3. The karaoke system according to claim 1, wherein the karaoke apparatus main body further includes pitch correction means for correcting the pitch of the audio signal output from the microphone based on the accompaniment music information.

The karaoke system according to any one of claims 1 to 3, wherein the karaoke apparatus main body further includes rhythm correction means for correcting the rhythm of the audio signal output from the microphone based on the accompaniment music information.

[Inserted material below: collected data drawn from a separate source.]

//! Headless effect-to-image render command

use super::EffectArgs;
use anyhow::{Context, Result};
use confetti_core::Color;
use confetti_particles::DrawingSurface;
use confetti_render::{Canvas, FrameWriter};

pub struct RenderArgs {
    pub effect: EffectArgs,
    pub output: String,
    pub max_frames: u32,
    pub background: Color,
}

pub fn run(args: RenderArgs) -> Result<()> {
    let mut system = args.effect.build_system()?;
    log::info!("Rendering on a {} background", args.background);

    let mut canvas = Canvas::new(args.effect.width, args.effect.height);
    let size = canvas.size();
    let dt = args.effect.dt();

    let mut writer = FrameWriter::create(&args.output, args.effect.fps)
        .with_context(|| format!("Failed to create output {}", args.output))?;

    for _ in 0..args.max_frames {
        system.update(size, dt);
        canvas.clear(args.background);
        system.render(&mut canvas);
        writer
            .write_frame(&canvas)
            .with_context(|| format!("Failed to write frame to {}", args.output))?;

        if system.is_finished() {
            break;
        }
    }

    if !system.is_finished() {
        log::warn!(
            "Stopped after {} frames with {} particle(s) still alive",
            args.max_frames,
            system.alive_count()
        );
    }

    let frames = writer.finish()?;
    println!(
        "Rendered {} {}x{} frame(s) to {}",
        frames, args.effect.width, args.effect.height, args.output
    );

    Ok(())
}
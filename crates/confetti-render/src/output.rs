//! Frame output: numbered PNG sequences or animated GIFs

use crate::canvas::Canvas;
use confetti_core::{ConfettiError, Result};
use image::codecs::gif::{GifEncoder, Repeat};
use image::{Delay, Frame};
use std::fs::{self, File};
use std::io::BufWriter;
use std::path::{Path, PathBuf};

/// Sink for rendered frames
pub enum FrameWriter {
    /// `frame_00000.png`, `frame_00001.png`, ... inside a directory
    Png { dir: PathBuf, frames: u32 },
    /// One looping animated GIF
    Gif {
        encoder: GifEncoder<BufWriter<File>>,
        delay: Delay,
        frames: u32,
    },
}

impl FrameWriter {
    /// A `.gif` path produces an animated GIF; anything else is treated as a
    /// directory for PNG frames and created if missing
    pub fn create(path: impl AsRef<Path>, fps: u32) -> Result<Self> {
        let path = path.as_ref();
        let is_gif = path
            .extension()
            .and_then(|e| e.to_str())
            .is_some_and(|e| e.eq_ignore_ascii_case("gif"));

        if is_gif {
            if let Some(parent) = path.parent().filter(|p| !p.as_os_str().is_empty()) {
                fs::create_dir_all(parent)?;
            }
            let file = File::create(path)?;
            let mut encoder = GifEncoder::new(BufWriter::new(file));
            encoder.set_repeat(Repeat::Infinite).map_err(image_err)?;
            Ok(FrameWriter::Gif {
                encoder,
                delay: Delay::from_numer_denom_ms(1000, fps.max(1)),
                frames: 0,
            })
        } else {
            fs::create_dir_all(path)?;
            Ok(FrameWriter::Png {
                dir: path.to_path_buf(),
                frames: 0,
            })
        }
    }

    pub fn write_frame(&mut self, canvas: &Canvas) -> Result<()> {
        match self {
            FrameWriter::Png { dir, frames } => {
                canvas.save_png(dir.join(format!("frame_{:05}.png", frames)))?;
                *frames += 1;
            }
            FrameWriter::Gif {
                encoder,
                delay,
                frames,
            } => {
                let frame = Frame::from_parts(canvas.pixels().clone(), 0, 0, *delay);
                encoder.encode_frame(frame).map_err(image_err)?;
                *frames += 1;
            }
        }
        Ok(())
    }

    pub fn frames_written(&self) -> u32 {
        match self {
            FrameWriter::Png { frames, .. } | FrameWriter::Gif { frames, .. } => *frames,
        }
    }

    /// Flush and close the output
    pub fn finish(self) -> Result<u32> {
        let frames = self.frames_written();
        // The GIF trailer is written when the encoder drops
        drop(self);
        log::info!("Wrote {} frame(s)", frames);
        Ok(frames)
    }
}

fn image_err(e: image::ImageError) -> ConfettiError {
    ConfettiError::ImageError(e.to_string())
}

#[cfg(test)]
mod tests {
    use super::*;
    use confetti_core::Color;
    use confetti_particles::DrawingSurface;

    fn red_canvas() -> Canvas {
        let mut canvas = Canvas::new(6, 4);
        canvas.set_fill_color(Color::RED);
        canvas.fill_rect(1.0, 1.0, 2.0, 2.0);
        canvas
    }

    #[test]
    fn png_sequence_is_numbered() {
        let dir = tempfile::tempdir().unwrap();
        let out = dir.path().join("frames");
        let mut writer = FrameWriter::create(&out, 30).unwrap();
        let canvas = red_canvas();
        writer.write_frame(&canvas).unwrap();
        writer.write_frame(&canvas).unwrap();
        assert_eq!(writer.finish().unwrap(), 2);

        let first = image::open(out.join("frame_00000.png")).unwrap().to_rgba8();
        assert_eq!(first.dimensions(), (6, 4));
        assert_eq!(first.get_pixel(1, 1).0, [255, 0, 0, 255]);
        assert!(out.join("frame_00001.png").exists());
    }

    #[test]
    fn gif_output() {
        let dir = tempfile::tempdir().unwrap();
        let out = dir.path().join("burst.GIF");
        let mut writer = FrameWriter::create(&out, 30).unwrap();
        assert!(matches!(writer, FrameWriter::Gif { .. }));
        writer.write_frame(&red_canvas()).unwrap();
        writer.write_frame(&Canvas::new(6, 4)).unwrap();
        assert_eq!(writer.finish().unwrap(), 2);

        let decoded = image::open(&out).unwrap();
        assert_eq!((decoded.width(), decoded.height()), (6, 4));
    }
}
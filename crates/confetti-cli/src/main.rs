//! Confetti CLI - Headless rendering and tuning of confetti effects

mod commands;

use anyhow::Result;
use clap::{Parser, Subcommand};
use commands::{init, render, simulate, EffectArgs};
use confetti_core::Color;

#[derive(Parser)]
#[command(name = "confetti")]
#[command(about = "Render 2D confetti particle effects to images", long_about = None)]
#[command(version)]
struct Cli {
    /// Increase log verbosity (-v info, -vv debug, -vvv trace)
    #[arg(short, long, action = clap::ArgAction::Count, global = true)]
    verbose: u8,

    /// Only log errors
    #[arg(short, long, global = true)]
    quiet: bool,

    #[command(subcommand)]
    command: Commands,
}

#[derive(Subcommand)]
enum Commands {
    /// Write a default effect config
    Init {
        /// Config file to create
        #[arg(default_value = "confetti.toml")]
        path: String,

        /// Overwrite an existing file
        #[arg(long)]
        force: bool,
    },

    /// Render an effect to PNG frames or an animated GIF (headless)
    Render {
        #[command(flatten)]
        effect: EffectArgs,

        /// Output directory for PNG frames, or a .gif file
        #[arg(short, long, default_value = "confetti.gif")]
        output: String,

        /// Stop after this many frames even if particles remain
        #[arg(long, default_value = "600")]
        max_frames: u32,

        /// Background color (CSS name or hex)
        #[arg(long, default_value = "white")]
        background: Color,
    },

    /// Run an effect without drawing and print particle counts over time
    Simulate {
        #[command(flatten)]
        effect: EffectArgs,

        /// Simulated seconds
        #[arg(long, default_value = "10")]
        seconds: f32,
    },
}

fn main() -> Result<()> {
    let cli = Cli::parse();

    // RUST_LOG still wins over the flags
    let default_filter = match (cli.verbose, cli.quiet) {
        (0, true) => "error",
        (0, false) => "warn",
        (1, _) => "info",
        (2, _) => "debug",
        _ => "trace",
    };
    env_logger::Builder::from_env(env_logger::Env::default().default_filter_or(default_filter))
        .init();

    match cli.command {
        Commands::Init { path, force } => init::run(&path, force),
        Commands::Render {
            effect,
            output,
            max_frames,
            background,
        } => render::run(render::RenderArgs {
            effect,
            output,
            max_frames,
            background,
        }),
        Commands::Simulate { effect, seconds } => simulate::run(effect, seconds),
    }
}
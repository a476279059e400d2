//! Surface-space and color types

use crate::{ConfettiError, Result};
use std::fmt;
use std::str::FromStr;

/// A 2D vector in surface coordinates (y grows downward)
#[derive(Clone, Copy, Debug, Default, PartialEq)]
pub struct Vec2 {
    pub x: f32,
    pub y: f32,
}

impl Vec2 {
    pub const ZERO: Self = Self { x: 0.0, y: 0.0 };

    pub const fn new(x: f32, y: f32) -> Self {
        Self { x, y }
    }
}

/// Width and height of a drawing surface, in pixels
#[derive(Clone, Copy, Debug, Default, PartialEq)]
pub struct Size {
    pub width: f32,
    pub height: f32,
}

impl Size {
    pub const fn new(width: f32, height: f32) -> Self {
        Self { width, height }
    }

    /// Center point of the surface
    pub fn center(&self) -> Vec2 {
        Vec2::new(self.width * 0.5, self.height * 0.5)
    }
}

/// RGBA color
#[derive(Clone, Copy, Debug, PartialEq)]
pub struct Color {
    pub r: f32,
    pub g: f32,
    pub b: f32,
    pub a: f32,
}

impl Color {
    pub const WHITE: Self = Self {
        r: 1.0,
        g: 1.0,
        b: 1.0,
        a: 1.0,
    };
    pub const BLACK: Self = Self {
        r: 0.0,
        g: 0.0,
        b: 0.0,
        a: 1.0,
    };
    pub const RED: Self = Self {
        r: 1.0,
        g: 0.0,
        b: 0.0,
        a: 1.0,
    };
    pub const GREEN: Self = Self {
        r: 0.0,
        g: 1.0,
        b: 0.0,
        a: 1.0,
    };
    pub const BLUE: Self = Self {
        r: 0.0,
        g: 0.0,
        b: 1.0,
        a: 1.0,
    };
    pub const TRANSPARENT: Self = Self {
        r: 0.0,
        g: 0.0,
        b: 0.0,
        a: 0.0,
    };

    pub fn from_hex(hex: u32) -> Self {
        Self {
            r: ((hex >> 16) & 0xFF) as f32 / 255.0,
            g: ((hex >> 8) & 0xFF) as f32 / 255.0,
            b: (hex & 0xFF) as f32 / 255.0,
            a: 1.0,
        }
    }

    pub fn from_rgba8(rgba: [u8; 4]) -> Self {
        Self {
            r: rgba[0] as f32 / 255.0,
            g: rgba[1] as f32 / 255.0,
            b: rgba[2] as f32 / 255.0,
            a: rgba[3] as f32 / 255.0,
        }
    }

    pub fn to_rgba8(&self) -> [u8; 4] {
        let q = |c: f32| (c.clamp(0.0, 1.0) * 255.0).round() as u8;
        [q(self.r), q(self.g), q(self.b), q(self.a)]
    }

    /// Parse a CSS-style color: a named color, `#rgb`, `#rrggbb` or `#rrggbbaa`
    pub fn parse(s: &str) -> Result<Self> {
        let trimmed = s.trim();
        if let Some(hex) = trimmed.strip_prefix('#') {
            return parse_hex(hex).ok_or_else(|| ConfettiError::InvalidColor(s.to_string()));
        }
        named_color(&trimmed.to_ascii_lowercase())
            .ok_or_else(|| ConfettiError::InvalidColor(s.to_string()))
    }
}

impl Default for Color {
    fn default() -> Self {
        Self::WHITE
    }
}

impl FromStr for Color {
    type Err = ConfettiError;

    fn from_str(s: &str) -> Result<Self> {
        Self::parse(s)
    }
}

impl fmt::Display for Color {
    fn fmt(&self, f: &mut fmt::Formatter<'_>) -> fmt::Result {
        let [r, g, b, a] = self.to_rgba8();
        if a == 255 {
            write!(f, "#{r:02x}{g:02x}{b:02x}")
        } else {
            write!(f, "#{r:02x}{g:02x}{b:02x}{a:02x}")
        }
    }
}

fn parse_hex(hex: &str) -> Option<Color> {
    if !hex.chars().all(|c| c.is_ascii_hexdigit()) {
        return None;
    }
    let nibble = |i: usize| u8::from_str_radix(&hex[i..i + 1], 16).ok().map(|v| v * 17);
    let byte = |i: usize| u8::from_str_radix(&hex[i..i + 2], 16).ok();

    let rgba = match hex.len() {
        3 => [nibble(0)?, nibble(1)?, nibble(2)?, 255],
        6 => [byte(0)?, byte(2)?, byte(4)?, 255],
        8 => [byte(0)?, byte(2)?, byte(4)?, byte(6)?],
        _ => return None,
    };
    Some(Color::from_rgba8(rgba))
}

fn named_color(name: &str) -> Option<Color> {
    let hex = match name {
        "white" => 0xFFFFFF,
        "black" => 0x000000,
        "red" => 0xFF0000,
        "green" => 0x008000,
        "lime" => 0x00FF00,
        "blue" => 0x0000FF,
        "yellow" => 0xFFFF00,
        "orange" => 0xFFA500,
        "purple" => 0x800080,
        "violet" => 0xEE82EE,
        "pink" => 0xFFC0CB,
        "hotpink" => 0xFF69B4,
        "magenta" | "fuchsia" => 0xFF00FF,
        "cyan" | "aqua" => 0x00FFFF,
        "gold" => 0xFFD700,
        "silver" => 0xC0C0C0,
        "gray" | "grey" => 0x808080,
        "teal" => 0x008080,
        "navy" => 0x000080,
        "coral" => 0xFF7F50,
        "tomato" => 0xFF6347,
        "turquoise" => 0x40E0D0,
        "skyblue" => 0x87CEEB,
        "transparent" => return Some(Color::TRANSPARENT),
        _ => return None,
    };
    Some(Color::from_hex(hex))
}
//! CLI command implementations

pub mod init;
pub mod render;
pub mod simulate;

use anyhow::{Context, Result};
use clap::Args;
use confetti_core::{Color, Size, Vec2};
use confetti_particles::{ConfettiSystem, EmitterConfig, EmitterMode, ParticleRng};
use std::path::Path;

/// Effect options shared by `render` and `simulate`
#[derive(Args, Debug, Clone)]
pub struct EffectArgs {
    /// Effect config file (TOML)
    #[arg(short, long)]
    pub config: Option<String>,

    /// Surface width in pixels
    #[arg(long, default_value = "800")]
    pub width: u32,

    /// Surface height in pixels
    #[arg(long, default_value = "600")]
    pub height: u32,

    /// Simulation steps per second
    #[arg(long, default_value = "60")]
    pub fps: u32,

    /// Seed for a reproducible effect
    #[arg(long)]
    pub seed: Option<u64>,

    /// Emitter mode (burst or ambient)
    #[arg(long, value_parser = parse_mode)]
    pub mode: Option<String>,

    /// Burst origin (comma-separated x,y); implies burst mode
    #[arg(long, value_parser = parse_vec2)]
    pub origin: Option<[f32; 2]>,

    /// Particles per burst, or the initial drop in ambient mode
    #[arg(long)]
    pub count: Option<u32>,

    /// Maximum burst speed
    #[arg(long)]
    pub force: Option<f32>,

    /// Burst direction in degrees (270 is straight up)
    #[arg(long, allow_negative_numbers = true)]
    pub angle: Option<f32>,

    /// Burst cone width in degrees
    #[arg(long)]
    pub spread: Option<f32>,

    /// Ambient particles per second
    #[arg(long)]
    pub rate: Option<f32>,

    /// Seconds of ambient emission (0 = forever)
    #[arg(long)]
    pub duration: Option<f32>,

    /// Comma-separated palette, e.g. "red,#ffd700,#00f"
    #[arg(long)]
    pub colors: Option<String>,
}

impl EffectArgs {
    pub fn size(&self) -> Size {
        Size::new(self.width as f32, self.height as f32)
    }

    /// Load the config file (if any) and apply command-line overrides
    pub fn emitter_config(&self) -> Result<EmitterConfig> {
        let mut config = match &self.config {
            Some(path) => EmitterConfig::load(path)
                .with_context(|| format!("Failed to load config {}", path))?,
            None => EmitterConfig::default(),
        };

        if let Some(mode) = &self.mode {
            config.mode = match (mode.as_str(), config.mode) {
                ("ambient", _) => EmitterMode::Ambient,
                (_, EmitterMode::Burst { origin }) => EmitterMode::Burst { origin },
                _ => EmitterMode::Burst { origin: None },
            };
        }
        if let Some([x, y]) = self.origin {
            config.mode = EmitterMode::Burst {
                origin: Some(Vec2::new(x, y)),
            };
        }
        if let Some(count) = self.count {
            config.count = count;
        }
        if let Some(force) = self.force {
            config.force = force;
        }
        if let Some(angle) = self.angle {
            config.angle = angle;
        }
        if let Some(spread) = self.spread {
            config.spread = spread;
        }
        if let Some(rate) = self.rate {
            config.rate = rate;
        }
        if let Some(duration) = self.duration {
            config.duration = duration;
        }
        if let Some(colors) = &self.colors {
            config.colors = colors
                .split(',')
                .map(str::trim)
                .filter(|s| !s.is_empty())
                .map(Color::parse)
                .collect::<confetti_core::Result<_>>()
                .context("Invalid --colors")?;
        }

        Ok(config)
    }

    /// Build a ready-to-run system; images resolve relative to the config file
    pub fn build_system(&self) -> Result<ConfettiSystem> {
        let config = self.emitter_config()?;
        let base_dir = self
            .config
            .as_deref()
            .and_then(|p| Path::new(p).parent())
            .map(Path::to_path_buf);
        let system = ConfettiSystem::from_config(config, base_dir.as_deref())
            .context("Invalid confetti config")?;
        let rng = match self.seed {
            Some(seed) => ParticleRng::new(seed),
            None => ParticleRng::from_entropy(),
        };
        Ok(system.with_rng(rng))
    }

    /// Fixed step length in seconds
    pub fn dt(&self) -> f32 {
        1.0 / self.fps.max(1) as f32
    }
}

fn parse_mode(s: &str) -> Result<String, String> {
    match s {
        "burst" | "ambient" => Ok(s.to_string()),
        "falling" => Ok("ambient".to_string()),
        _ => Err(format!(
            "unknown mode '{}'; valid values: burst, ambient",
            s
        )),
    }
}

fn parse_vec2(s: &str) -> Result<[f32; 2], String> {
    let parts: Vec<&str> = s.split(',').collect();
    if parts.len() != 2 {
        return Err(format!("expected 2 comma-separated values, got {}", parts.len()));
    }
    let x: f32 = parts[0].trim().parse().map_err(|e| format!("invalid x: {}", e))?;
    let y: f32 = parts[1].trim().parse().map_err(|e| format!("invalid y: {}", e))?;
    Ok([x, y])
}
//! Drawing surface contract and particle rendering

use crate::particle::{Particle, Sprite, Style};
use crate::stepper::DEG_TO_RAD;
use confetti_core::{Color, Size};
use std::ops::{Deref, DerefMut};

/// A 2D immediate-mode drawing surface with an affine transform stack
pub trait DrawingSurface {
    /// Current width and height in pixels
    fn size(&self) -> Size;

    /// Push the current transform and fill color
    fn save(&mut self);

    /// Pop the state pushed by the matching `save`
    fn restore(&mut self);

    fn translate(&mut self, x: f32, y: f32);

    fn rotate(&mut self, radians: f32);

    fn set_fill_color(&mut self, color: Color);

    /// Fill an axis-aligned rectangle in local coordinates with the fill color
    fn fill_rect(&mut self, x: f32, y: f32, w: f32, h: f32);

    /// Draw a sprite with its top-left corner at `(x, y)` in local coordinates
    fn draw_image(&mut self, sprite: &Sprite, x: f32, y: f32);

    /// Save the surface state and restore it when the guard drops
    fn scoped(&mut self) -> SurfaceGuard<'_, Self> {
        SurfaceGuard::new(self)
    }
}

/// Scoped save/restore. Restores on every exit path, unwinding included.
pub struct SurfaceGuard<'a, S: DrawingSurface + ?Sized> {
    surface: &'a mut S,
}

impl<'a, S: DrawingSurface + ?Sized> SurfaceGuard<'a, S> {
    pub fn new(surface: &'a mut S) -> Self {
        surface.save();
        Self { surface }
    }
}

impl<S: DrawingSurface + ?Sized> Deref for SurfaceGuard<'_, S> {
    type Target = S;

    fn deref(&self) -> &S {
        self.surface
    }
}

impl<S: DrawingSurface + ?Sized> DerefMut for SurfaceGuard<'_, S> {
    fn deref_mut(&mut self) -> &mut S {
        self.surface
    }
}

impl<S: DrawingSurface + ?Sized> Drop for SurfaceGuard<'_, S> {
    fn drop(&mut self) {
        self.surface.restore();
    }
}

/// Draw a live particle centered on its position and rotated by its angle.
/// Dead particles draw nothing.
pub fn render_particle<S: DrawingSurface + ?Sized>(surface: &mut S, p: &Particle) {
    if p.dead {
        return;
    }
    let mut s = surface.scoped();
    s.translate(p.x, p.y);
    s.rotate(p.angle * DEG_TO_RAD);
    match &p.style {
        Style::Image(sprite) => {
            let (w, h) = (sprite.width() as f32, sprite.height() as f32);
            s.draw_image(sprite, -w / 2.0, -h / 2.0);
        }
        Style::Color(color) => {
            s.set_fill_color(*color);
            s.fill_rect(p.w * -0.5, p.h * -0.5, p.w, p.h);
        }
    }
}
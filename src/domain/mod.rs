// Domain layer: models and ports shared by core, adapters and app.

pub mod model;
pub mod ports;
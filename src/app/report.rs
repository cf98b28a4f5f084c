use crate::core::counts::{CountsByPage, PageState};
use crate::domain::model::DerivedMetrics;
use crate::utils::error::Result;
use chrono::{DateTime, Utc};
use serde::Serialize;

#[derive(Debug, Clone, PartialEq, Eq, Serialize)]
#[serde(rename_all = "lowercase")]
pub enum PageStatus {
    Fetched,
    Failed,
    Pending,
}

#[derive(Debug, Clone, Serialize)]
pub struct PageRow {
    pub page: usize,
    pub status: PageStatus,
    pub match_count: Option<usize>,
    pub title_count: Option<usize>,
    pub reason: Option<String>,
}

/// End-of-run summary written as `hype_report.json`.
#[derive(Debug, Clone, Serialize)]
pub struct HypeReport {
    pub generated_at: DateTime<Utc>,
    pub endpoint: String,
    pub tags: String,
    pub num_pages: usize,
    pub page_size: usize,
    pub pages: Vec<PageRow>,
    pub metrics: DerivedMetrics,
}

impl HypeReport {
    pub fn new(endpoint: &str, tags: &str, counts: &CountsByPage, metrics: &DerivedMetrics) -> Self {
        Self {
            generated_at: Utc::now(),
            endpoint: endpoint.to_string(),
            tags: tags.to_string(),
            num_pages: counts.num_pages(),
            page_size: counts.page_size(),
            pages: page_rows(counts),
            metrics: metrics.clone(),
        }
    }

    pub fn to_json(&self) -> Result<Vec<u8>> {
        Ok(serde_json::to_vec_pretty(self)?)
    }
}

pub fn page_rows(counts: &CountsByPage) -> Vec<PageRow> {
    (0..counts.num_pages())
        .map(|page| match counts.get(page) {
            Some(PageState::Fetched(result)) => PageRow {
                page,
                status: PageStatus::Fetched,
                match_count: Some(result.match_count),
                title_count: Some(result.title_count),
                reason: None,
            },
            Some(PageState::Failed(reason)) => PageRow {
                page,
                status: PageStatus::Failed,
                match_count: None,
                title_count: None,
                reason: Some(reason.clone()),
            },
            None => PageRow {
                page,
                status: PageStatus::Pending,
                match_count: None,
                title_count: None,
                reason: None,
            },
        })
        .collect()
}

/// `page,status,match_count,title_count,reason`
pub fn pages_csv(counts: &CountsByPage) -> Result<Vec<u8>> {
    let mut writer = csv::Writer::from_writer(Vec::new());
    for row in page_rows(counts) {
        writer.serialize(row)?;
    }
    writer
        .into_inner()
        .map_err(|e| crate::utils::error::HypeError::Io(e.into_error()))
}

The portable terminal further includes an acceleration sensor that measures acceleration,
The transmission means transmits the acceleration information measured by the acceleration sensor to the karaoke apparatus body through the communication means,
The karaoke apparatus main body further includes effect adding means for adding an effect to the converted voice information generated by the timbre converting means based on the acceleration information transmitted from the portable terminal. The karaoke system described in Crab.